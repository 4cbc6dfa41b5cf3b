//! Property-based tests for the domain crate.
//!
//! These tests use proptest to verify invariants around:
//! - Result determinism regardless of rule completion order
//! - Policy compliance as the conjunction of rule compliance
//! - Accepted risks never hiding unrelated violations

use crate::accepted_risks::AcceptedRiskTree;
use crate::engine::{PolicyRun, finalize_rule, run_policy};
use crate::lookup::NoOrgLookup;
use crate::model::ResolvedPermissionHolder;
use crate::policy::{AuditRunConfig, PolicyConfig, RuleConfig};
use crate::rules::{PartialRuleResult, PolicyRule, ResolvedRules, RuleResolver};
use crate::test_support::{ScriptedRule, holder};
use futures::executor::block_on;
use orgguard_types::{AuditPolicyResult, PolicyKind};
use proptest::prelude::*;
use rand::rngs::StdRng;
use rand::seq::SliceRandom;
use rand::{Rng, SeedableRng};
use std::collections::BTreeMap;
use time::OffsetDateTime;

// ============================================================================
// Fixtures
// ============================================================================

#[derive(Clone, Debug)]
struct RuleSpec {
    name: String,
    delay: usize,
    violate: Vec<Vec<String>>,
}

/// Resolver that hands out pre-built scripted rules, ignoring configuration.
struct ScriptedResolver {
    specs: Vec<RuleSpec>,
}

impl RuleResolver<ResolvedPermissionHolder> for ScriptedResolver {
    fn resolve(
        &self,
        _rules: &BTreeMap<String, RuleConfig>,
    ) -> ResolvedRules<ResolvedPermissionHolder> {
        let mut out: ResolvedRules<ResolvedPermissionHolder> = ResolvedRules::default();
        for spec in &self.specs {
            let rule: Box<dyn PolicyRule<ResolvedPermissionHolder>> = Box::new(ScriptedRule {
                name: spec.name.clone(),
                delay: spec.delay,
                violate: spec.violate.clone(),
            });
            out.enabled.push(rule);
        }
        out
    }
}

fn entities(names: &[String]) -> BTreeMap<String, ResolvedPermissionHolder> {
    names
        .iter()
        .map(|n| (n.clone(), holder(n, &[])))
        .collect()
}

fn enabled_profiles() -> AuditRunConfig {
    let mut config = AuditRunConfig::default();
    config
        .policies
        .insert(PolicyKind::Profiles, PolicyConfig::new(PolicyKind::Profiles));
    config
}

fn evaluate(
    specs: Vec<RuleSpec>,
    entity_names: &[String],
    accepted: &AcceptedRiskTree,
) -> AuditPolicyResult {
    let config = enabled_profiles();
    let entities = entities(entity_names);
    let resolver = ScriptedResolver { specs };
    block_on(run_policy(PolicyRun {
        kind: PolicyKind::Profiles,
        config: &config,
        entities: &entities,
        rules: &resolver,
        accepted_risks: accepted,
        org: &NoOrgLookup,
        now: OffsetDateTime::UNIX_EPOCH,
    }))
}

// ============================================================================
// Strategies
// ============================================================================

fn arb_entity_names() -> impl Strategy<Value = Vec<String>> {
    prop::collection::btree_set("[A-Z][a-z]{1,6}", 1..6).prop_map(|s| s.into_iter().collect())
}

/// Rule specs with distinct names whose violations point at the given entities.
fn arb_rule_specs(
    entity_names: Vec<String>,
) -> impl Strategy<Value = (Vec<String>, Vec<RuleSpec>)> {
    let count = entity_names.len();
    let violation = (0..count, prop::option::of("[a-z]{1,5}")).prop_map({
        let names = entity_names.clone();
        move |(i, perm)| {
            let mut id = vec![names[i].clone()];
            id.extend(perm);
            id
        }
    });
    let spec = (0usize..8, prop::collection::vec(violation, 0..4));
    prop::collection::vec(spec, 1..6).prop_map(move |specs| {
        let rules = specs
            .into_iter()
            .enumerate()
            .map(|(i, (delay, violate))| RuleSpec {
                name: format!("Rule{i}"),
                delay,
                violate,
            })
            .collect();
        (entity_names.clone(), rules)
    })
}

fn arb_case() -> impl Strategy<Value = (Vec<String>, Vec<RuleSpec>)> {
    arb_entity_names().prop_flat_map(arb_rule_specs)
}

// ============================================================================
// Properties
// ============================================================================

proptest! {
    #![proptest_config(ProptestConfig::with_cases(64))]

    /// Shuffling rule order and completion delays never changes the policy result.
    #[test]
    fn result_is_independent_of_completion_order(
        (names, specs) in arb_case(),
        seed in any::<u64>(),
    ) {
        let baseline = evaluate(specs.clone(), &names, &AcceptedRiskTree::new());

        let mut rng = StdRng::seed_from_u64(seed);
        let mut shuffled = specs;
        shuffled.shuffle(&mut rng);
        for spec in &mut shuffled {
            spec.delay = rng.random_range(0..8);
            spec.violate.reverse();
        }
        let reordered = evaluate(shuffled, &names, &AcceptedRiskTree::new());

        prop_assert_eq!(baseline, reordered);
    }

    /// A policy is compliant exactly when every executed rule is compliant.
    #[test]
    fn policy_compliance_is_conjunction_of_rules((names, specs) in arb_case()) {
        let result = evaluate(specs.clone(), &names, &AcceptedRiskTree::new());

        prop_assert_eq!(result.executed_rules.len(), specs.len());
        let all = result.executed_rules.values().all(|r| r.is_compliant);
        prop_assert_eq!(result.is_compliant, all);
        for spec in &specs {
            let rule = &result.executed_rules[&spec.name];
            prop_assert_eq!(rule.is_compliant, spec.violate.is_empty());
        }
    }

    /// Muting one entity moves exactly its violations to the muted list.
    #[test]
    fn muting_an_entity_only_affects_that_entity(
        (names, specs) in arb_case(),
        pick in any::<prop::sample::Index>(),
    ) {
        let muted_entity = names[pick.index(names.len())].clone();
        let mut accepted = AcceptedRiskTree::new();
        accepted.mute(PolicyKind::Profiles, &[muted_entity.as_str()], "accepted");

        let result = evaluate(specs.clone(), &names, &accepted);
        for spec in &specs {
            let rule = &result.executed_rules[&spec.name];
            let expected_muted = spec
                .violate
                .iter()
                .filter(|id| id[0] == muted_entity)
                .count();
            prop_assert_eq!(rule.muted_violations.len(), expected_muted);
            prop_assert_eq!(rule.violations.len(), spec.violate.len() - expected_muted);
            prop_assert!(rule.violations.iter().all(|v| v.identifier[0] != muted_entity));
            prop_assert!(!rule.violated_entities.contains(&muted_entity));
            prop_assert_eq!(
                rule.violated_entities.len() + rule.compliant_entities.len(),
                names.len()
            );
        }
    }

    /// Finalization output is sorted regardless of the order violations were reported in.
    #[test]
    fn finalized_lists_are_sorted(
        ids in prop::collection::vec(prop::collection::vec("[a-c]{1,2}", 1..3), 0..10),
    ) {
        let mut partial = PartialRuleResult::new("R");
        for id in &ids {
            partial.violation(id.iter().map(String::as_str), "v");
            partial.warning(id.iter().map(String::as_str), "w");
        }
        let result = finalize_rule(partial, PolicyKind::Users, &AcceptedRiskTree::new(), &[]);
        prop_assert!(result.violations.windows(2).all(|w| w[0] <= w[1]));
        prop_assert!(result.warnings.windows(2).all(|w| w[0] <= w[1]));
        prop_assert_eq!(result.is_compliant, ids.is_empty());
    }
}

#[test]
fn execution_failures_become_rule_errors() {
    use crate::test_support::{FailingRule, PanickingRule};

    struct Broken;
    impl RuleResolver<ResolvedPermissionHolder> for Broken {
        fn resolve(
            &self,
            _rules: &BTreeMap<String, RuleConfig>,
        ) -> ResolvedRules<ResolvedPermissionHolder> {
            let mut out: ResolvedRules<ResolvedPermissionHolder> = ResolvedRules::default();
            out.enabled.push(Box::new(FailingRule));
            out.enabled.push(Box::new(PanickingRule));
            out
        }
    }

    let config = enabled_profiles();
    let entities = entities(&["P".to_string()]);
    let result = block_on(run_policy(PolicyRun {
        kind: PolicyKind::Profiles,
        config: &config,
        entities: &entities,
        rules: &Broken,
        accepted_risks: &AcceptedRiskTree::new(),
        org: &NoOrgLookup,
        now: OffsetDateTime::UNIX_EPOCH,
    }));

    let failing = &result.executed_rules["FailingRule"];
    assert_eq!(failing.errors.len(), 1);
    assert!(failing.errors[0].message.contains("backend unavailable"));
    assert!(failing.is_compliant);

    let panicking = &result.executed_rules["PanickingRule"];
    assert_eq!(panicking.errors.len(), 1);
    assert!(panicking.errors[0].message.contains("rule exploded"));
    assert!(result.is_compliant);
}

· · · · ·

YOUR TASK: Everything from the line containing "evaluate(shuffled, &names, &AcceptedRiskTree::new());" through the line containing "prop_assert_eq!(result.is_compliant, all);" in the material above should be retyped exactly, both ends included, and nothing more.

TASK RESPONSE:
        let reordered = evaluate(shuffled, &names, &AcceptedRiskTree::new());

        prop_assert_eq!(baseline, reordered);
    }

    /// A policy is compliant exactly when every executed rule is compliant.
    #[test]
    fn policy_compliance_is_conjunction_of_rules((names, specs) in arb_case()) {
        let result = evaluate(specs.clone(), &names, &AcceptedRiskTree::new());

        prop_assert_eq!(result.executed_rules.len(), specs.len());
        let all = result.executed_rules.values().all(|r| r.is_compliant);
        prop_assert_eq!(result.is_compliant, all);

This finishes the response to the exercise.